■ **TASK TO COMPLETE**
Until the line containing "static RE_AUDIO_ID: LazyLock<Regex>" has been reproduced, keep reproducing each line of the material below exactly, starting with the first.

--- MATERIAL FOR THIS EXERCISE ---

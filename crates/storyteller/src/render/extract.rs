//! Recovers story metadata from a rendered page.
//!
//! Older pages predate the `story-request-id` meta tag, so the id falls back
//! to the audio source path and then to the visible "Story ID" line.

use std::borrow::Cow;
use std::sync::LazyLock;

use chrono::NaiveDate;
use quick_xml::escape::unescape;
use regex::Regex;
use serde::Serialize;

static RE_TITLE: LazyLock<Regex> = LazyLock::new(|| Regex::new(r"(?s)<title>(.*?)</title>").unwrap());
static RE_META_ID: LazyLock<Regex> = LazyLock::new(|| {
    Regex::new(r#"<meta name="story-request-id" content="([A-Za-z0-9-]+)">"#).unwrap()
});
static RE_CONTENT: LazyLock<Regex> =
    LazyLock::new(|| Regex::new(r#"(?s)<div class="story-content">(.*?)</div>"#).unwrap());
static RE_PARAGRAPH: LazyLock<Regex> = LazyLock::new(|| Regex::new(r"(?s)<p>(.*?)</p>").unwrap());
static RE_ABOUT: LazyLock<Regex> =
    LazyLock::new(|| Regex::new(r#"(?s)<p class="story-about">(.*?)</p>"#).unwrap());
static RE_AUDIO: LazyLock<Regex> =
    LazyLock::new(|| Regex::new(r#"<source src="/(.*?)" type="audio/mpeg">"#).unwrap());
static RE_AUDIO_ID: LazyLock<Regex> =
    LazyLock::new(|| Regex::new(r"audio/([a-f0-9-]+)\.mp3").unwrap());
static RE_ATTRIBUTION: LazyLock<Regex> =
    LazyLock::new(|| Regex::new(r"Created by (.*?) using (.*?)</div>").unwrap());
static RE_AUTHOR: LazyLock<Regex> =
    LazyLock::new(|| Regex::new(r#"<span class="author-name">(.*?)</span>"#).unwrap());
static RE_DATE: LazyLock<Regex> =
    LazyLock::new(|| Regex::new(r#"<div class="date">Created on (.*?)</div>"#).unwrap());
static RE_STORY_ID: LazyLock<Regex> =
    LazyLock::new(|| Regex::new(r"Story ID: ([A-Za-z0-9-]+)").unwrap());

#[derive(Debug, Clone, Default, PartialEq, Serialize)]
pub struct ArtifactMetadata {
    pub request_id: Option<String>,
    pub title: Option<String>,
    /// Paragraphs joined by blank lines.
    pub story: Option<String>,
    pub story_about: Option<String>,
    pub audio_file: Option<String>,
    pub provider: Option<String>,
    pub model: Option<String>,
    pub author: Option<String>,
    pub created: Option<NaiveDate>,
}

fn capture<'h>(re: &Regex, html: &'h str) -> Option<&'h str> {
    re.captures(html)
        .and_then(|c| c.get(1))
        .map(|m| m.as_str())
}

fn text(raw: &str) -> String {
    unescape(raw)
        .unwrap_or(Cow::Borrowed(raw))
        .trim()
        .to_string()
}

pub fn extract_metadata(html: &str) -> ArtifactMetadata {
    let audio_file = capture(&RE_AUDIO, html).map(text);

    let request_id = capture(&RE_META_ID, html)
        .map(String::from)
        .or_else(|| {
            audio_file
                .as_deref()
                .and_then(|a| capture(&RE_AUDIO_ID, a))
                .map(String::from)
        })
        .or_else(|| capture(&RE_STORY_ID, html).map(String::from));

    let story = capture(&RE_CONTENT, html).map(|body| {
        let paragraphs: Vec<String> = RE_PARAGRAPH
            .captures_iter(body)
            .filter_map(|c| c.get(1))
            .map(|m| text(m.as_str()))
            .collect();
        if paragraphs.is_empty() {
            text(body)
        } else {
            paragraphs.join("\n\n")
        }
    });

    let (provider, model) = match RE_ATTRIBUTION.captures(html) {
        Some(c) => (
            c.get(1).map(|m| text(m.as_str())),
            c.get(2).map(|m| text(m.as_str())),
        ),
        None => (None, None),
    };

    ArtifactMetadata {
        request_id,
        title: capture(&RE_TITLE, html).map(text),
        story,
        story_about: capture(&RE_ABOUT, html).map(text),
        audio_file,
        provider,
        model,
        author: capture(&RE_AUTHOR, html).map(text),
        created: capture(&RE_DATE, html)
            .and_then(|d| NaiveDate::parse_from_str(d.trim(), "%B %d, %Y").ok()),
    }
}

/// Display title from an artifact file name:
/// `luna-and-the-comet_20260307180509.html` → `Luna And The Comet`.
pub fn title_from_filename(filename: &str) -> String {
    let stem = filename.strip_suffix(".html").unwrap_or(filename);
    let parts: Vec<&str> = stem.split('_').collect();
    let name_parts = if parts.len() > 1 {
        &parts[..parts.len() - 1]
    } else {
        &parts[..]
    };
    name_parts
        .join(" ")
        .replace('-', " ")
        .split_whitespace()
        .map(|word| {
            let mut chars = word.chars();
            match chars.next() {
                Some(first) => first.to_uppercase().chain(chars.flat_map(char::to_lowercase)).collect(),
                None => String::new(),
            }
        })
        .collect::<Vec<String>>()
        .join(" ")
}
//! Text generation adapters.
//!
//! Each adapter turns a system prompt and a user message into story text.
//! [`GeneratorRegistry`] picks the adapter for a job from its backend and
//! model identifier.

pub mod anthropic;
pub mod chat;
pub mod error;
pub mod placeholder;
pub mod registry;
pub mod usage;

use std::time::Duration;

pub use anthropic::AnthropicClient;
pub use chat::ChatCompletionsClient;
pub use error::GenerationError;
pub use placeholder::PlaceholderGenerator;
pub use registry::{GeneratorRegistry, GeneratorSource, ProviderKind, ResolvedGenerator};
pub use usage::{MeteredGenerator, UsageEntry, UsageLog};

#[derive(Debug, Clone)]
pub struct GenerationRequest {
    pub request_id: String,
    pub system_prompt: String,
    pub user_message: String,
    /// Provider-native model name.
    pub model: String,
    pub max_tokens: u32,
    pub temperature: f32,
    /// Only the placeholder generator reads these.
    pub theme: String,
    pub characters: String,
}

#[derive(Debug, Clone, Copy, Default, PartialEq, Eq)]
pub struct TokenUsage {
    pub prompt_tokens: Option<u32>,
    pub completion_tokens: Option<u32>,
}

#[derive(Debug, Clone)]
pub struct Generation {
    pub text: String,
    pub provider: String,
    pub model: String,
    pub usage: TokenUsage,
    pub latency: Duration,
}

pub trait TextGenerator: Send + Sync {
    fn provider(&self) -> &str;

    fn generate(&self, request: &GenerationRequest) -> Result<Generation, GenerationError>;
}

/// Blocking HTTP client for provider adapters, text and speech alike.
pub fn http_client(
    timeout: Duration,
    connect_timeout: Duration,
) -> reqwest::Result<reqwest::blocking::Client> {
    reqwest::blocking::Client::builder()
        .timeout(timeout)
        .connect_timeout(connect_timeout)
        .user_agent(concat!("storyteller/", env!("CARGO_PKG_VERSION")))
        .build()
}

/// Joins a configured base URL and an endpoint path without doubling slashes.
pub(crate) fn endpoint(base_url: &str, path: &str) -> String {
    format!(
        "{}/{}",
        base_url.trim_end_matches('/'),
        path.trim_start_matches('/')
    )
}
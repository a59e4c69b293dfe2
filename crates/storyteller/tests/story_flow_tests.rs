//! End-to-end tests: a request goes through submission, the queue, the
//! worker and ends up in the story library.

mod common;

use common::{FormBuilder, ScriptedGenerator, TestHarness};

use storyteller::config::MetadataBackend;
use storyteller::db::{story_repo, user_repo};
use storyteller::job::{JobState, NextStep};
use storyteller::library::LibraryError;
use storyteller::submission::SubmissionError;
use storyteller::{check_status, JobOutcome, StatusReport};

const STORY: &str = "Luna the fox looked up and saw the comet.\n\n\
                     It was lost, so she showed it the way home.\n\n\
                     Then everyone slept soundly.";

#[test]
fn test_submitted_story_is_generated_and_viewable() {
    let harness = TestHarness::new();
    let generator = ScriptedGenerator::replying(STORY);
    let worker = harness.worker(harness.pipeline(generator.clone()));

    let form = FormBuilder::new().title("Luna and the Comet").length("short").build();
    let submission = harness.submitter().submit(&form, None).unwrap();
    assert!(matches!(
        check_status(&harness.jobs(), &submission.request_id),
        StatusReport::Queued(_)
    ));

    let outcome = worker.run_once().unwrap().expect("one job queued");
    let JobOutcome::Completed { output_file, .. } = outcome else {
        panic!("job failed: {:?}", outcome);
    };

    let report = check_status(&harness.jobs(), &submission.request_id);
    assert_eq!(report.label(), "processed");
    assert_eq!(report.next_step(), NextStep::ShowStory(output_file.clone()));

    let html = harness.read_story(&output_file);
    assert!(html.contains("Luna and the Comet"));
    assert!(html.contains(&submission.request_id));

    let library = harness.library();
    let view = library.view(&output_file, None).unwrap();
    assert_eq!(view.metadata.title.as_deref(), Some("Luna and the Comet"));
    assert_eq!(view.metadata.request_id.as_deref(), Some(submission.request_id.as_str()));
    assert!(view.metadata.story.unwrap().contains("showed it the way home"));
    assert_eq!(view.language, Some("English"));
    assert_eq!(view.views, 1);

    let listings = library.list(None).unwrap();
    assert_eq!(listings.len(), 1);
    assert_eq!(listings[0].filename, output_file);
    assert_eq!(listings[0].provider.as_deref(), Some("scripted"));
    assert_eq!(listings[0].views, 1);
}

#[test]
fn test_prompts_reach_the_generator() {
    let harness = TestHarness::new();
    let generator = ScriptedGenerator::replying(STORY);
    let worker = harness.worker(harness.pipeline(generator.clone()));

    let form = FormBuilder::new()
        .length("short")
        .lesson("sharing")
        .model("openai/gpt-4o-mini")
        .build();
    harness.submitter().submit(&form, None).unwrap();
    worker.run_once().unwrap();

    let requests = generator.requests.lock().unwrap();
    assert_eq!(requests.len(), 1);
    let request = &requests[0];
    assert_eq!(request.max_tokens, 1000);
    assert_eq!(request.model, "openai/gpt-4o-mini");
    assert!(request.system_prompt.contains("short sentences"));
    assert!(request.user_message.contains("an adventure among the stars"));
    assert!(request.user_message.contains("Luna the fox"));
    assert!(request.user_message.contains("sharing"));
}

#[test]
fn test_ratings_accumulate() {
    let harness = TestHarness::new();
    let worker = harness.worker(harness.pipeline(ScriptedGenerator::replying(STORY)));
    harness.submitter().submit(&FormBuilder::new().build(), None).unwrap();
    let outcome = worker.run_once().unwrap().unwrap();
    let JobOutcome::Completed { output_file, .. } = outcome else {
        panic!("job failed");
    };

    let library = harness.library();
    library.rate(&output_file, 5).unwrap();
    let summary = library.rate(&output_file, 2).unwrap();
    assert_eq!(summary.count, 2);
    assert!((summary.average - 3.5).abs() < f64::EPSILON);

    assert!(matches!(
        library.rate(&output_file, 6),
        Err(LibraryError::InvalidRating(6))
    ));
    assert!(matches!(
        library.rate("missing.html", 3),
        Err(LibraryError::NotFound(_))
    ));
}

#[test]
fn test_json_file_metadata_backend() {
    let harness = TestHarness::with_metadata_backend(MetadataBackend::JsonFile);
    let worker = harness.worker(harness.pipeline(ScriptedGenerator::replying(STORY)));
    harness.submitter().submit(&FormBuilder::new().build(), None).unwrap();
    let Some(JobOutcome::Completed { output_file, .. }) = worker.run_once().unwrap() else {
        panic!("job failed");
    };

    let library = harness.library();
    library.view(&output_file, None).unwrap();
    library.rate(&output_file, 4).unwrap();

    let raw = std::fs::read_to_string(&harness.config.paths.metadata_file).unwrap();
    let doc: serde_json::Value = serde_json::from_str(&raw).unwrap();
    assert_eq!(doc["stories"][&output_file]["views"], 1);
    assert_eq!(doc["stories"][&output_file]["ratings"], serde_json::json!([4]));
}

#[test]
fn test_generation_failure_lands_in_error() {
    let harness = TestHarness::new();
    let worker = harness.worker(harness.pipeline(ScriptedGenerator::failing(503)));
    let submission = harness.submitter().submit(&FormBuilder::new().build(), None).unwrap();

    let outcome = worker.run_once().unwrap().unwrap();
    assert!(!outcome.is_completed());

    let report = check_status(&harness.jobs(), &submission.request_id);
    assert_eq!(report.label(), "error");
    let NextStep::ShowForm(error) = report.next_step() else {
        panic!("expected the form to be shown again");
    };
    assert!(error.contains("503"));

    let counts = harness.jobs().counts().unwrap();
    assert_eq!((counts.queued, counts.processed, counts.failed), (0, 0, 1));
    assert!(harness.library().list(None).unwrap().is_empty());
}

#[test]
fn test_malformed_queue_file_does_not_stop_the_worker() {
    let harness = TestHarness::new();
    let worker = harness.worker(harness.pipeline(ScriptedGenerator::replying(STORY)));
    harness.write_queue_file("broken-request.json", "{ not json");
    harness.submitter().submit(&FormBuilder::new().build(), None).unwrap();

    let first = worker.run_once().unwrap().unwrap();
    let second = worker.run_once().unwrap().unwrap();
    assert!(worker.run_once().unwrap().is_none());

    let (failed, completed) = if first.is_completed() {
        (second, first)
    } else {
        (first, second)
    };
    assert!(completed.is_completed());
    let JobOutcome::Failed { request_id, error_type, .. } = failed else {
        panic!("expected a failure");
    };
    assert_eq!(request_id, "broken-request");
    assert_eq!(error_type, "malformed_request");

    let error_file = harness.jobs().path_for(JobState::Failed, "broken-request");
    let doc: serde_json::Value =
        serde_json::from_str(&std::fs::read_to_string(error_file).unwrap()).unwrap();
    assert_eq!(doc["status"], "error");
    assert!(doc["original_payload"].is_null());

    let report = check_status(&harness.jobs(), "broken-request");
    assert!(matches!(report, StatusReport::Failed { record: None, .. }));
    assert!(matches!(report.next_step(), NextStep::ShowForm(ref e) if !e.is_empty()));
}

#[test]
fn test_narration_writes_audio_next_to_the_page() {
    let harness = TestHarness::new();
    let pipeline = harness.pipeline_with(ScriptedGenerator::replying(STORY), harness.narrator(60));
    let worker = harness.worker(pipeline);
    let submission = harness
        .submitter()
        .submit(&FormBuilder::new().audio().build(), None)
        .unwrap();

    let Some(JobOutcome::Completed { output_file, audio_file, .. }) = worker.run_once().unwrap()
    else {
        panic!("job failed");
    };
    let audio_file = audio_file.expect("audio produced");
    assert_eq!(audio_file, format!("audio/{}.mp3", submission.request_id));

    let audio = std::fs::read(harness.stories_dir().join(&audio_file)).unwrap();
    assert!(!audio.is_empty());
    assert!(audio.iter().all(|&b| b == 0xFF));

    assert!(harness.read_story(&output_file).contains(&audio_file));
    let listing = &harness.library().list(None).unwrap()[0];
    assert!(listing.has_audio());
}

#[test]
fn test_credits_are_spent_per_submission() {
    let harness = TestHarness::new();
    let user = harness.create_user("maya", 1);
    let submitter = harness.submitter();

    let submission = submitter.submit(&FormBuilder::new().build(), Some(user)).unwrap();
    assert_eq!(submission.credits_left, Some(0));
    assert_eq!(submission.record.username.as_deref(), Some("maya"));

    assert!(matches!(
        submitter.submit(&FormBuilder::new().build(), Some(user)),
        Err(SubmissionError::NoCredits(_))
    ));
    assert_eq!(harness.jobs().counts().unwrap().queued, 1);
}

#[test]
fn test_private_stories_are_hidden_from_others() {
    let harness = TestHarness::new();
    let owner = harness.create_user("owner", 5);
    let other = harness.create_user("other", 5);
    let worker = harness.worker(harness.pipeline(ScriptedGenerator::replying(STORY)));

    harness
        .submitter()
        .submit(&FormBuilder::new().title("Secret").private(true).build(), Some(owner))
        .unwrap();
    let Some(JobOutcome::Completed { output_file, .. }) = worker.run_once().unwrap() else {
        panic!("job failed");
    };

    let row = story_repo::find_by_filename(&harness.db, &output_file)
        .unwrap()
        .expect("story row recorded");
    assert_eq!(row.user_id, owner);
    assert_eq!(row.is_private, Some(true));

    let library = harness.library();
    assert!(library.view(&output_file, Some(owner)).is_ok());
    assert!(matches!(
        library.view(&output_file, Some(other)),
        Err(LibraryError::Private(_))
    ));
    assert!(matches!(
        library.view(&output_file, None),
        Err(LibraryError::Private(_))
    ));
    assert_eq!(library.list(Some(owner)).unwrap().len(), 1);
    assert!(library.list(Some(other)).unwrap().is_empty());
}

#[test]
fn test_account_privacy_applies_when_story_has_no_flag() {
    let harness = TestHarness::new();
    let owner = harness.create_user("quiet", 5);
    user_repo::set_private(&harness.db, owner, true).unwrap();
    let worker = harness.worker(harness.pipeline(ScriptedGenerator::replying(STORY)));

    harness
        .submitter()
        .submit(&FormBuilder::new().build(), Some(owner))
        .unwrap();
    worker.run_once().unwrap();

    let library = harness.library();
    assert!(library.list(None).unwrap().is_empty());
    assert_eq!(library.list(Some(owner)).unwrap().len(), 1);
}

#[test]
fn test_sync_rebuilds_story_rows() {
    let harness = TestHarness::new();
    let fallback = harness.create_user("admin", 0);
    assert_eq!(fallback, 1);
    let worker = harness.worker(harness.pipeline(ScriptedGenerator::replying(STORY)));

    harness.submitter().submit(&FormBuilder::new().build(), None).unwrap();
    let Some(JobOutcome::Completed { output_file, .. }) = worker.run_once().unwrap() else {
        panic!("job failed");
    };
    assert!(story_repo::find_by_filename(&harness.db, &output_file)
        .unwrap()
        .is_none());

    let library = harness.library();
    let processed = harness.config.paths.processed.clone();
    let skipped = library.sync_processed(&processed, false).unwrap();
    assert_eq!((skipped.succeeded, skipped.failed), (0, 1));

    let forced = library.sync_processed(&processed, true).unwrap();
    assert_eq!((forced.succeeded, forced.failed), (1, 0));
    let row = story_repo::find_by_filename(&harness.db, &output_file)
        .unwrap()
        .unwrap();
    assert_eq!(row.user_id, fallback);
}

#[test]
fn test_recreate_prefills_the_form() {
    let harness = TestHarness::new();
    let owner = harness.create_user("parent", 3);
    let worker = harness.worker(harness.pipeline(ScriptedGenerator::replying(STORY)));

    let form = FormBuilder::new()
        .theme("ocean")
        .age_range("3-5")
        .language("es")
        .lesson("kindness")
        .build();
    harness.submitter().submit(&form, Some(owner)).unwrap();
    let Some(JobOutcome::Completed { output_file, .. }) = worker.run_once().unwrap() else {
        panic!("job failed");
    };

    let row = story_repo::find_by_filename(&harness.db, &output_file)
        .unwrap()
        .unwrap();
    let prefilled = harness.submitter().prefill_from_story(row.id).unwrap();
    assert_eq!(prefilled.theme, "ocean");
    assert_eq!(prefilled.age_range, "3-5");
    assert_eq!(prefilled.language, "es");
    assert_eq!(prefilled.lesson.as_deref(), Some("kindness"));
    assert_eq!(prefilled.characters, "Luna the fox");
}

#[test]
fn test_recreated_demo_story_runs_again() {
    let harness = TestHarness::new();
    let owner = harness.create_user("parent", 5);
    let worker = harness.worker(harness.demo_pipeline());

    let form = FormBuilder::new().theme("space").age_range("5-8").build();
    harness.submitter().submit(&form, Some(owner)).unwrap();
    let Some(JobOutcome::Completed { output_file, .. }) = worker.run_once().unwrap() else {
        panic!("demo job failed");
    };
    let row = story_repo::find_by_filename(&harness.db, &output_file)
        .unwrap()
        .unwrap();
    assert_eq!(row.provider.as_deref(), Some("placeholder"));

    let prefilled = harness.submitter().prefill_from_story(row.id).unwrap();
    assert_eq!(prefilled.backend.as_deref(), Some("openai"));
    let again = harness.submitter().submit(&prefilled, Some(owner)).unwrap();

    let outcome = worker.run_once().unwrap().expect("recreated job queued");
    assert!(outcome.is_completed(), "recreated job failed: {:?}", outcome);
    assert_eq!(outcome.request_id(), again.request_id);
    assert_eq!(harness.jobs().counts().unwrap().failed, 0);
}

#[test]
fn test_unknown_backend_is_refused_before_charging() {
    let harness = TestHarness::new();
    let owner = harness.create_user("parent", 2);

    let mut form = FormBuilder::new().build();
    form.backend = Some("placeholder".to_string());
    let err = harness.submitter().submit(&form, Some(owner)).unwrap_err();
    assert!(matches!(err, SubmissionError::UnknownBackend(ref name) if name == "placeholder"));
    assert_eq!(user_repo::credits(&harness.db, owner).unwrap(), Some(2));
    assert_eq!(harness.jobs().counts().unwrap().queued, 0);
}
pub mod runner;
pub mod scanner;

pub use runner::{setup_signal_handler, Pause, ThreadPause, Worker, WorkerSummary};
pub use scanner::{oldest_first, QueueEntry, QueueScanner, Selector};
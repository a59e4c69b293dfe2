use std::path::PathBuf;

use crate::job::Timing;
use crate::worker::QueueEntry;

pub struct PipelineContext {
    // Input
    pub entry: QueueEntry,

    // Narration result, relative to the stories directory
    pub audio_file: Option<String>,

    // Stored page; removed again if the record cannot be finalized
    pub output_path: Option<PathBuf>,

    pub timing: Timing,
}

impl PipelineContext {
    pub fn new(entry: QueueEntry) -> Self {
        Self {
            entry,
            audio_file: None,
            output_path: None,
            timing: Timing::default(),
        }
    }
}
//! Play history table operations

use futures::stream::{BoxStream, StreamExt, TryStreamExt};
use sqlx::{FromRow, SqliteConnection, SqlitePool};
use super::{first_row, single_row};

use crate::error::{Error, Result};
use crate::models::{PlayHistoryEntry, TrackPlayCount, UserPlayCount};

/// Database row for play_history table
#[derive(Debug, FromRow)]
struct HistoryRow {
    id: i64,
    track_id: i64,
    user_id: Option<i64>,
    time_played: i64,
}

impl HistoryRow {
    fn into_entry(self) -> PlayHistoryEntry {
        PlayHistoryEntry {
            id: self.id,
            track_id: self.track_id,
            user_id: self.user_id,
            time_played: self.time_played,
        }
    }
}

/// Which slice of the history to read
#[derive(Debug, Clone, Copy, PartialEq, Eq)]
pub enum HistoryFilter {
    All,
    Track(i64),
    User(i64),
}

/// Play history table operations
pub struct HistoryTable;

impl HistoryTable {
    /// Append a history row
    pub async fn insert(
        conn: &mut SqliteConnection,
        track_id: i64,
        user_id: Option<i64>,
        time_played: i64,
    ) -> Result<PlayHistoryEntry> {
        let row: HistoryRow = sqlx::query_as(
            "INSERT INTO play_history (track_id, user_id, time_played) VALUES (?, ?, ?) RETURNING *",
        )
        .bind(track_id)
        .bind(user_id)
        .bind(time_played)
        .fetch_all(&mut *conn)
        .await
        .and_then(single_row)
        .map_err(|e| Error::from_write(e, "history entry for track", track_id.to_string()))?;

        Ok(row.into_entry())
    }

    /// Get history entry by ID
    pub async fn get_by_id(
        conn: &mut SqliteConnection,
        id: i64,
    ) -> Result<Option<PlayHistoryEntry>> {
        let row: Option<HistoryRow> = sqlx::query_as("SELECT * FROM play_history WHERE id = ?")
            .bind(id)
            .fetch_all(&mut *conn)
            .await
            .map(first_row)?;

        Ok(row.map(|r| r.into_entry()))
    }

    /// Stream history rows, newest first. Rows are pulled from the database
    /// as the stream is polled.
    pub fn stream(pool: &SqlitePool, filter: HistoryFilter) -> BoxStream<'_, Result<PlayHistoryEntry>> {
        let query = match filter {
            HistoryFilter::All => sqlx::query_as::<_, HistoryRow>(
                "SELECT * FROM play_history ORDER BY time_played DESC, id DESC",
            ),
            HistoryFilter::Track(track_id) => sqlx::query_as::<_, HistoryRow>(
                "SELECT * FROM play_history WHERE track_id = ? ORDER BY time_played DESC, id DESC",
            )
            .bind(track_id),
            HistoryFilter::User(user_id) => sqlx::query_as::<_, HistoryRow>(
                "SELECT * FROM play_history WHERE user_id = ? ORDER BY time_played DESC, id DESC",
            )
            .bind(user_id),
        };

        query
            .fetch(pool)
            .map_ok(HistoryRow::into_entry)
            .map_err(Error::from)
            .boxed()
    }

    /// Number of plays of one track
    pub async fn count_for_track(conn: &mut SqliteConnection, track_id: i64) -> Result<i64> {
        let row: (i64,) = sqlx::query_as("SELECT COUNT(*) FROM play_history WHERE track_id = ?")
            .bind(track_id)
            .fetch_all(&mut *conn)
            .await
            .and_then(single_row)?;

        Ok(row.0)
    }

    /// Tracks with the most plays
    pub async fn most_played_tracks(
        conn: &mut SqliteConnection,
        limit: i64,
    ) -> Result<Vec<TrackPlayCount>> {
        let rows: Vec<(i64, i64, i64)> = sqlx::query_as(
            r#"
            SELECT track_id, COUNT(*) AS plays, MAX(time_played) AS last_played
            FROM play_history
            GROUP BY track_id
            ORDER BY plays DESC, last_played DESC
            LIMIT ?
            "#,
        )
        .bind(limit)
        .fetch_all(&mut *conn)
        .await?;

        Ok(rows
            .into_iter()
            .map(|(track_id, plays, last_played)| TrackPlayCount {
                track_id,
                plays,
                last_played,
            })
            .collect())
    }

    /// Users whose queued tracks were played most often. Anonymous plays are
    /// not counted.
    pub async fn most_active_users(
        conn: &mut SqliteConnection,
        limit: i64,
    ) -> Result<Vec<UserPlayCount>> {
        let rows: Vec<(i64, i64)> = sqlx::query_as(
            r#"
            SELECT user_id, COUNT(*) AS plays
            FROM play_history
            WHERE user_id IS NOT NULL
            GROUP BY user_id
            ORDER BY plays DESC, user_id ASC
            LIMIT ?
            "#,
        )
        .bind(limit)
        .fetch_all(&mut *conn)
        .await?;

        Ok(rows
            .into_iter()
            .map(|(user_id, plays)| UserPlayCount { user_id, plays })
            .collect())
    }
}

---

■ **TASK SOLUTION**
filename crates/storyteller/src/render/extract.rs
//! Recovers story metadata from a rendered page.
//!
//! Older pages predate the `story-request-id` meta tag, so the id falls back
//! to the audio source path and then to the visible "Story ID" line.

use std::borrow::Cow;
use std::sync::LazyLock;

use chrono::NaiveDate;
use quick_xml::escape::unescape;
use regex::Regex;
use serde::Serialize;

static RE_TITLE: LazyLock<Regex> = LazyLock::new(|| Regex::new(r"(?s)<title>(.*?)</title>").unwrap());
static RE_META_ID: LazyLock<Regex> = LazyLock::new(|| {
    Regex::new(r#"<meta name="story-request-id" content="([A-Za-z0-9-]+)">"#).unwrap()
});
static RE_CONTENT: LazyLock<Regex> =
    LazyLock::new(|| Regex::new(r#"(?s)<div class="story-content">(.*?)</div>"#).unwrap());
static RE_PARAGRAPH: LazyLock<Regex> = LazyLock::new(|| Regex::new(r"(?s)<p>(.*?)</p>").unwrap());
static RE_ABOUT: LazyLock<Regex> =
    LazyLock::new(|| Regex::new(r#"(?s)<p class="story-about">(.*?)</p>"#).unwrap());
static RE_AUDIO: LazyLock<Regex> =
    LazyLock::new(|| Regex::new(r#"<source src="/(.*?)" type="audio/mpeg">"#).unwrap());
static RE_AUDIO_ID: LazyLock<Regex> =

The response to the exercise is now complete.